Only the conceptual reality of a work of art is an intellectual pattern. A
747 is not just an intellectual patttern, or it wouldn't keep you in the
air.

On the second point: no - why would I want to deny that cavemen had
intellectual patterns? I don't get it.

>
>> No intellectual pattern sits in the
>> dark for a hundred million years waiting for an observant beachcomber. What
>> sits inside that rock for millions of years waiting to fall out is not an
>> intellectual pattern but something to which we *apply* intellectual
>> patterns. I do feel like I'm stating the obvious here.
>
> No, there's nothing obvious about it, quite the contrary. May I ask you what
> you think about your own memory about things that happened a minute ago? An
> hour ago? Ten years ago? If I read you correctly, are these memories also
> just something to which you apply your intellectual patterns when you're
> remembering them?

Quite. Everything is constantly being reinterpreted, and it is an
interpretation that you 'remember'. Memories are not reliable for that very
reason. Witnesses contradict each other. Under certain lines of
questioning people actually invent things while attempting perfect
truthfulness. We are all open to suggestion, and while we must rely on
memory we must be careful not to rely on it too much.
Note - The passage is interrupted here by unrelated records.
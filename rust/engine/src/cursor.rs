//! Forward-only line cursor over one hand history file.
//!
//! The cursor starts before the first line; [`LineCursor::next_line`] must be
//! called once to position it on line 0. Lines are stored without their line
//! terminator, and a leading UTF-8 BOM is stripped from the file.

use std::path::Path;

use crate::errors::ParseError;

#[derive(Debug)]
pub struct LineCursor {
    file_name: String,
    lines: Vec<String>,
    pos: Option<usize>,
}

impl LineCursor {
    /// Reads the whole file. Invalid UTF-8 sequences are replaced rather than
    /// rejected.
    pub fn open(path: &Path) -> Result<Self, ParseError> {
        let bytes = std::fs::read(path).map_err(|source| ParseError::Io {
            path: path.to_path_buf(),
            source,
        })?;
        let file_name = path
            .file_name()
            .map(|n| n.to_string_lossy().into_owned())
            .unwrap_or_else(|| path.display().to_string());
        Ok(Self::from_text(&file_name, &String::from_utf8_lossy(&bytes)))
    }

    pub fn from_text(file_name: &str, text: &str) -> Self {
        let mut text = text.to_string();
        strip_utf8_bom(&mut text);
        Self {
            file_name: file_name.to_string(),
            lines: text.lines().map(str::to_string).collect(),
            pos: None,
        }
    }

    pub fn file_name(&self) -> &str {
        &self.file_name
    }

    /// Advances to the next line. Returns `false` once input is exhausted.
    pub fn next_line(&mut self) -> bool {
        let next = self.pos.map_or(0, |p| p + 1);
        self.pos = Some(next.min(self.lines.len()));
        next < self.lines.len()
    }

    /// Current line, empty before the first advance and after the end.
    pub fn current(&self) -> &str {
        self.pos
            .and_then(|p| self.lines.get(p))
            .map_or("", String::as_str)
    }

    pub fn line_index(&self) -> usize {
        self.pos.unwrap_or(0)
    }

    pub fn is_eof(&self) -> bool {
        self.pos.is_some_and(|p| p >= self.lines.len())
    }

    /// The line after the current one, without advancing.
    pub fn peek(&self) -> Option<&str> {
        let next = self.pos.map_or(0, |p| p + 1);
        self.lines.get(next).map(String::as_str)
    }

    pub fn starts_with(&self, literal: &str) -> bool {
        self.current().starts_with(literal)
    }

    pub fn ends_with(&self, literal: &str) -> bool {
        self.current().trim_end().ends_with(literal)
    }

    pub fn contains(&self, literal: &str) -> bool {
        self.current().contains(literal)
    }

    /// The first of `literals` found in the current line.
    pub fn contains_any<'a>(&self, literals: &[&'a str]) -> Option<&'a str> {
        let line = self.current();
        literals.iter().copied().find(|l| line.contains(l))
    }

    pub fn find(&self, literal: &str) -> Option<usize> {
        self.current().find(literal)
    }

    /// Advances until the current line satisfies `pred`. Returns `false` at
    /// end of input. A current line that already matches is kept.
    pub fn seek(&mut self, pred: impl Fn(&str) -> bool) -> bool {
        if self.pos.is_some() && !self.is_eof() && pred(self.current()) {
            return true;
        }
        while self.next_line() {
            if pred(self.current()) {
                return true;
            }
        }
        false
    }
}

fn strip_utf8_bom(s: &mut String) {
    const UTF8_BOM: &str = "\u{feff}";
    if s.starts_with(UTF8_BOM) {
        s.drain(..UTF8_BOM.len());
    }
}
//! # handscope CLI Library
//!
//! Command-line front end over `handscope-engine`.
//!
//! ## Main Entry Point
//!
//! The primary entry point is the [`run`] function, which parses command-line
//! arguments and executes the appropriate subcommand.
//!
//! ```no_run
//! use std::io;
//! let args = vec!["handscope", "load", "--dir", "/home/me/winamax/accounts/me"];
//! let code = handscope_cli::run(args, &mut io::stdout(), &mut io::stderr());
//! assert_eq!(code, 0);
//! ```
//!
//! ## Available Subcommands
//!
//! - `load`: Load a history directory concurrently and print a summary
//! - `parse`: Parse a single history file
//! - `cfg`: Display current configuration settings

use clap::Parser;
use std::io::Write;

pub mod cli;
mod commands;
pub mod config;
mod error;
pub mod exit_code;
pub mod ui;

use cli::{COMMANDS, Commands, HandscopeCli};
use commands::{handle_cfg_command, handle_load_command, handle_parse_command};
use config::CliOverrides;

pub use error::CliError;

/// Parses `args` and runs the selected command.
///
/// Returns the process exit code: `0` on success, `2` on any error.
pub fn run<I, S>(args: I, out: &mut dyn Write, err: &mut dyn Write) -> i32
where
    I: IntoIterator<Item = S>,
    S: AsRef<str>,
{
    let argv: Vec<String> = args.into_iter().map(|s| s.as_ref().to_string()).collect();

    let cli = match HandscopeCli::try_parse_from(&argv) {
        Ok(cli) => cli,
        Err(e) => return report_usage_error(e, out, err),
    };

    let result = match cli.cmd {
        Commands::Cfg => handle_cfg_command(out),
        Commands::Load {
            dir,
            site,
            workers,
            json,
        } => handle_load_command(
            CliOverrides {
                site,
                history_dir: dir,
                workers,
                json,
            },
            out,
            err,
        ),
        Commands::Parse { file, site, json } => handle_parse_command(
            &file,
            CliOverrides {
                site,
                json,
                ..CliOverrides::default()
            },
            out,
        ),
    };

    match result {
        Ok(()) => exit_code::SUCCESS,
        Err(e) => {
            let _ = ui::write_error(err, &e.to_string());
            exit_code::ERROR
        }
    }
}

fn report_usage_error(e: clap::Error, out: &mut dyn Write, err: &mut dyn Write) -> i32 {
    use clap::error::ErrorKind;

    // Help and version go to stdout with a zero exit code.
    match e.kind() {
        ErrorKind::DisplayHelp | ErrorKind::DisplayVersion => {
            if write!(out, "{}", e).is_err() {
                return exit_code::ERROR;
            }
            exit_code::SUCCESS
        }
        _ => {
            if writeln!(err, "{}", e).is_err()
                || writeln!(err).is_err()
                || writeln!(err, "Usage: handscope <command> [options]\n").is_err()
                || writeln!(err, "Commands:").is_err()
            {
                return exit_code::ERROR;
            }
            for c in COMMANDS {
                if writeln!(err, "  {}", c).is_err() {
                    return exit_code::ERROR;
                }
            }
            let _ = writeln!(err, "\nFor full help, run: handscope --help");
            exit_code::ERROR
        }
    }
}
That's too quick an answer for the importance of the question, but it's a
starting point. Memory is a fascinating philosophical nexus because so may
arguments meet here all at one: what is time? what is an idea? where does
our knowledge come from? etc. I'd go on to say that the essential
continuity of experienced time means that there's no sharp cut-off point
were something ceases to be present and becomes a 'memory'. In a sense,
it's all present. I can 'remember' what happened to me a second ago in just
the same way that I can 'see' what is going on in that crowd 600 yards away:
by interpreting a dynamic quality that is present to me in conceptual terms.
Does it make a difference if the event was a minute back - does my
conceptualisation get called 'memory' then? Sometimes yes, sometimes no.
But memory isn't a clear cut or coherrent concept. If it was then *every*
statement/conceptualisation/picture we ever form would be called 'memory':
since *all* such conceptualisations always take place after the event they
'describe'.

To write "I think that memory is a fascinating philosophical nexus": is this
a statement of my memory? Well, hell no. The reason it's not memory is
that I *assert* this: this is what I think. This is connected with the way
a witness objects if prosecution says "that's just what you remember": they
want to say: "no, that's what really happened - like I can see it with my
own eyes, sure as you're standing in front of me right now". So whether we
think of something as just a memory, and even (in the case of my statement
about fascinating philosophy) whether we think of something as a memory at
all, is related somehow towards our attitude to the experience: how disposed
we are to treating it as a basis for future action. So when I open this
sentence with the capital "S" this is because I am damm sure that I have
just concluded my last sentence and am onto the next. I am so damm sure
that it isn't even a memory: it's just present to me in my compositional
thinking in just the same way that a hot stove is present to a cook.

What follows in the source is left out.